Although the book is written by statisticians, the very first real data example is CMBdata (cosmic microwave background data; instead of cosmic, the book used cosmological. I’m not sure which one is correct but I’m so used to CMB by cosmic microwave background). Surprisingly, CMB became a very easy topic in statistics in terms of testing normality and extreme values. Seeing the real astronomy data first from the book was the primary reason of introducing this book. Also, it’s a relatively small volume book (about 250 pages) compared other Bayesian textbooks with the broad coverage of topics in Bayesian computation. There are other practical real data sets to illustrate Bayesian computations in the book and these example data sets are found from the book website

The book begins with R, then normal models, regression and variable selection, generalized linear models, capture-recapture experiments, mixture models, dynamic models, and image analysis are covered.

I feel exuberant when I found the book describes the law of large numbers (LLN) that justifies the Monte Carlo methods. The LLN appears often when integration is approximated by summation, which astronomers use a lot without referring the name of this law. For more information, I rather give a wikipedia link to Law of Large Numbers.

Several MCMC algorithms can be mixed together within a single algorithm using either a circular or a random design. While this construction is often suboptimal (in that the inefficient algorithms in the mixture are still used on a regular basis), it almost always brings an improvement compared with its individual components. A special case where a mixed scenario is used is the Metropolis-within-Gibbs algorithm: When building a Gibbs sample, it may happen that it is difficult or impossible to simulate from some of the conditional distributions. In that case, a single Metropolis step associated with this conditional distribution (as its target) can be used instead.

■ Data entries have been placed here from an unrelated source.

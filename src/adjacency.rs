//! # Adjacency-list graph
//!
//! [`AdjacencyGraph`] maps every present vertex to the [`NeighborSet`] of
//! vertices it has an outgoing edge to. Neighbour sets keep insertion order, so
//! traversals expand the first-inserted neighbour first.
//!
//! Mutations validate their arguments before touching the store and report
//! failures through [`GraphError`]. Queries are total: asking about a vertex
//! that was never added yields `false` or an empty result.

use std::fmt::{self, Display};
use std::hash::Hash;
use std::iter::FusedIterator;

use ahash::RandomState;
use error::{Endpoint, GraphError};
use indexmap::{IndexMap, IndexSet};
use itertools::Itertools;

pub mod algorithms;
pub mod builder;
pub mod error;

/// The insertion-ordered set of direct successors of a vertex.
pub type NeighborSet<V> = IndexSet<V, RandomState>;

/// A mutable, unweighted graph stored as an adjacency list.
///
/// Edges are directed: `(u, v)` exists iff `v` is in the neighbour set of `u`.
/// Self-loops are allowed. Once added, a vertex stays in the graph.
#[derive(Clone, Debug)]
pub struct AdjacencyGraph<V> {
    adjacency: IndexMap<V, NeighborSet<V>, RandomState>,
}

impl<V> Default for AdjacencyGraph<V> {
    fn default() -> Self {
        AdjacencyGraph {
            adjacency: IndexMap::default(),
        }
    }
}

impl<V> AdjacencyGraph<V> {
    pub fn new() -> Self {
        Self::default()
    }

    pub fn with_capacity(n_vertices: usize) -> Self {
        AdjacencyGraph {
            adjacency: IndexMap::with_capacity_and_hasher(n_vertices, RandomState::new()),
        }
    }

    pub fn n_vertices(&self) -> usize {
        self.adjacency.len()
    }

    /// Number of directed edges. A bidirectional pair counts twice.
    pub fn n_edges(&self) -> usize {
        self.adjacency.values().map(IndexSet::len).sum()
    }

    pub fn is_empty(&self) -> bool {
        self.adjacency.is_empty()
    }

    /// All present vertices, in the order they were added.
    pub fn vertices(&self) -> impl ExactSizeIterator<Item = &V> + '_ {
        self.adjacency.keys()
    }

    /// Every directed edge as a `(source, target)` pair, grouped by source.
    pub fn iter_edges(&self) -> impl Iterator<Item = (&V, &V)> + '_ {
        self.adjacency
            .iter()
            .flat_map(|(source, targets)| targets.iter().map(move |target| (source, target)))
    }

    pub fn all_edges(&self) -> Vec<(V, V)>
    where
        V: Clone,
    {
        self.iter_edges()
            .map(|(s, t)| (s.clone(), t.clone()))
            .collect()
    }
}

impl<V: Hash + Eq> AdjacencyGraph<V> {
    /// Adds `vertex` with no outgoing edges.
    pub fn add_vertex(&mut self, vertex: V) -> Result<(), GraphError<V>> {
        if self.adjacency.contains_key(&vertex) {
            log::debug!("rejected duplicate vertex");
            return Err(GraphError::DuplicateVertex(vertex));
        }
        self.adjacency.insert(vertex, NeighborSet::default());
        log::trace!("added vertex #{}", self.adjacency.len() - 1);
        Ok(())
    }

    /// Adds the edge `source -> target`, and `target -> source` as well when
    /// `bidirectional` is set. Adding an edge that already exists does nothing.
    pub fn add_edge(
        &mut self,
        source: V,
        target: V,
        bidirectional: bool,
    ) -> Result<(), GraphError<V>> {
        let (s, t) = match self.locate(&source, &target) {
            Ok(indices) => indices,
            Err(Endpoint::Source) => return Err(Self::not_found(source, Endpoint::Source)),
            Err(Endpoint::Target) => return Err(Self::not_found(target, Endpoint::Target)),
        };

        self.adjacency[s].insert(target);
        if bidirectional {
            self.adjacency[t].insert(source);
        }
        log::trace!("added edge #{s} -> #{t} (bidirectional: {bidirectional})");
        Ok(())
    }

    /// Removes the edge `source -> target`, and `target -> source` as well when
    /// `bidirectional` is set. Removing a missing edge is not an error, but both
    /// endpoints must be present.
    pub fn delete_edge(
        &mut self,
        source: &V,
        target: &V,
        bidirectional: bool,
    ) -> Result<(), GraphError<V>>
    where
        V: Clone,
    {
        let (s, t) = self.locate(source, target).map_err(|endpoint| {
            let vertex = match endpoint {
                Endpoint::Source => source.clone(),
                Endpoint::Target => target.clone(),
            };
            Self::not_found(vertex, endpoint)
        })?;

        self.adjacency[s].shift_remove(target);
        if bidirectional {
            self.adjacency[t].shift_remove(source);
        }
        log::trace!("deleted edge #{s} -> #{t} (bidirectional: {bidirectional})");
        Ok(())
    }

    pub fn contains_vertex(&self, vertex: &V) -> bool {
        self.adjacency.contains_key(vertex)
    }

    /// `false` whenever either endpoint is absent.
    pub fn contains_edge(&self, source: &V, target: &V) -> bool {
        self.adjacency.contains_key(target)
            && self
                .adjacency
                .get(source)
                .is_some_and(|targets| targets.contains(target))
    }

    /// The direct successors of `vertex` in insertion order. Empty when
    /// `vertex` is not present.
    pub fn connected_vertices(&self, vertex: &V) -> Neighbors<'_, V> {
        Neighbors {
            inner: self.adjacency.get(vertex).map(IndexSet::iter),
        }
    }

    pub fn neighbor_set(&self, vertex: &V) -> Option<&NeighborSet<V>> {
        self.adjacency.get(vertex)
    }

    pub fn out_degree(&self, vertex: &V) -> usize {
        self.adjacency.get(vertex).map_or(0, IndexSet::len)
    }

    /// Number of vertices with an edge pointing to `vertex`, itself included
    /// when it carries a self-loop.
    pub fn in_degree(&self, vertex: &V) -> usize {
        self.adjacency
            .values()
            .filter(|targets| targets.contains(vertex))
            .count()
    }

    /// Store positions of both endpoints, or the first one that is missing.
    fn locate(&self, source: &V, target: &V) -> Result<(usize, usize), Endpoint> {
        let s = self
            .adjacency
            .get_index_of(source)
            .ok_or(Endpoint::Source)?;
        let t = self
            .adjacency
            .get_index_of(target)
            .ok_or(Endpoint::Target)?;
        Ok((s, t))
    }

    fn not_found(vertex: V, endpoint: Endpoint) -> GraphError<V> {
        log::debug!("rejected edge operation: {endpoint} vertex is not present");
        GraphError::VertexNotFound { vertex, endpoint }
    }
}

/// Iterator over the successors of one vertex, see
/// [`AdjacencyGraph::connected_vertices`].
pub struct Neighbors<'a, V> {
    inner: Option<indexmap::set::Iter<'a, V>>,
}

impl<V> Clone for Neighbors<'_, V> {
    fn clone(&self) -> Self {
        Neighbors {
            inner: self.inner.clone(),
        }
    }
}

impl<'a, V> Iterator for Neighbors<'a, V> {
    type Item = &'a V;

    fn next(&mut self) -> Option<Self::Item> {
        self.inner.as_mut()?.next()
    }

    fn size_hint(&self) -> (usize, Option<usize>) {
        match &self.inner {
            Some(iter) => iter.size_hint(),
            None => (0, Some(0)),
        }
    }
}

impl<V> DoubleEndedIterator for Neighbors<'_, V> {
    fn next_back(&mut self) -> Option<Self::Item> {
        self.inner.as_mut()?.next_back()
    }
}

impl<V> ExactSizeIterator for Neighbors<'_, V> {}

impl<V> FusedIterator for Neighbors<'_, V> {}

// Display
impl<V: Display> AdjacencyGraph<V> {
    /// Graphviz rendering: every vertex in insertion order, then every edge
    /// grouped by source. Meant for diagnostics, not as an exchange format.
    pub fn dot(&self) -> String {
        Dot { graph: self }.to_string()
    }
}

struct Dot<'a, V> {
    graph: &'a AdjacencyGraph<V>,
}

impl<V: Display> Display for Dot<'_, V> {
    fn fmt(&self, f: &mut fmt::Formatter<'_>) -> fmt::Result {
        writeln!(f, "digraph {{")?;
        for v in self.graph.vertices() {
            writeln!(f, "  \"{v}\";")?;
        }
        for (s, t) in self.graph.iter_edges() {
            writeln!(f, "  \"{s}\" -> \"{t}\";")?;
        }
        write!(f, "}}")
    }
}

impl<V: Display> Display for AdjacencyGraph<V> {
    fn fmt(&self, f: &mut fmt::Formatter<'_>) -> fmt::Result {
        for (v, targets) in &self.adjacency {
            writeln!(f, "{v}: [{}]", targets.iter().join(", "))?;
        }
        Ok(())
    }
}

Description in Sec. 4.2 Metropolis-Hasting Algorithms is expected to be more appreciated and comprehended by astronomers because of the historical origins of these topics, detailed balance equation and random walk.

Personal favorite is section 6 on mixture models. Astronomers handle data of multi populations (multiple epochs of star formations, single or multiple break power laws, linear or quadratic models, metalicities from merging or formation triggers, backgrounds+sources, environment dependent point spread functions, and so on) and discusses the difficulties of label switching problems (identifiability issue in codifying data into MCMC or EM algorithm)

A completely different approach to the interpretation and estimation of mixtures is the semiparametric perspective. To summarize this approach, consider that since very few phenomena obey probability laws corresponding to the most standard distributions, mixtures such as \sum_{i=1}^k p_i f(x|\theta_i) (*) can be seen as a good trade-off between fair represntation of the phenomenon and efficient estimation of the underlying distribution. If k is large enough, there is theoretical support for the argument that (*) provides a good approximation (in some functional sense) to most distributions. Hence, a mixture distribution can be perceived as a type of basis approximation of unknown distributions, in a spirit similar to wavelets and splines, but with a more intuitive flavor (for a statistician at least). This chapter mostly focuses on the “parametric” case, when the partition of the sample into subsamples with different distributions f_j does make sense form the dataset point view (even though the computational processing is the same in both cases).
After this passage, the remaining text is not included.